_Try it:_
Find the lines in the records below that contain "MissingField", and report each of them.

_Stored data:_
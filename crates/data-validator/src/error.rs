//! Validation Error Types

use thiserror::Error;

/// Errors raised while reading fields out of a request payload
#[derive(Debug, Clone, PartialEq, Error)]
pub enum ValidationError {
    /// Required field absent or null
    #[error("Missing feature: {0}")]
    MissingField(&'static str),

    /// Field present but not convertible to a number
    #[error("Invalid numeric value for {field}: {value}")]
    InvalidNumber { field: &'static str, value: String },

    /// Payload is not a JSON object
    #[error("Invalid data format: {0}")]
    InvalidFormat(String),
}

impl ValidationError {
    /// Name of the offending field, if the error concerns a single field
    pub fn field(&self) -> Option<&'static str> {
        match self {
            ValidationError::MissingField(field) => Some(field),
            ValidationError::InvalidNumber { field, .. } => Some(field),
            ValidationError::InvalidFormat(_) => None,
        }
    }
}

_Exercise solution:_
    MissingField(&'static str),
            ValidationError::MissingField(field) => Some(field),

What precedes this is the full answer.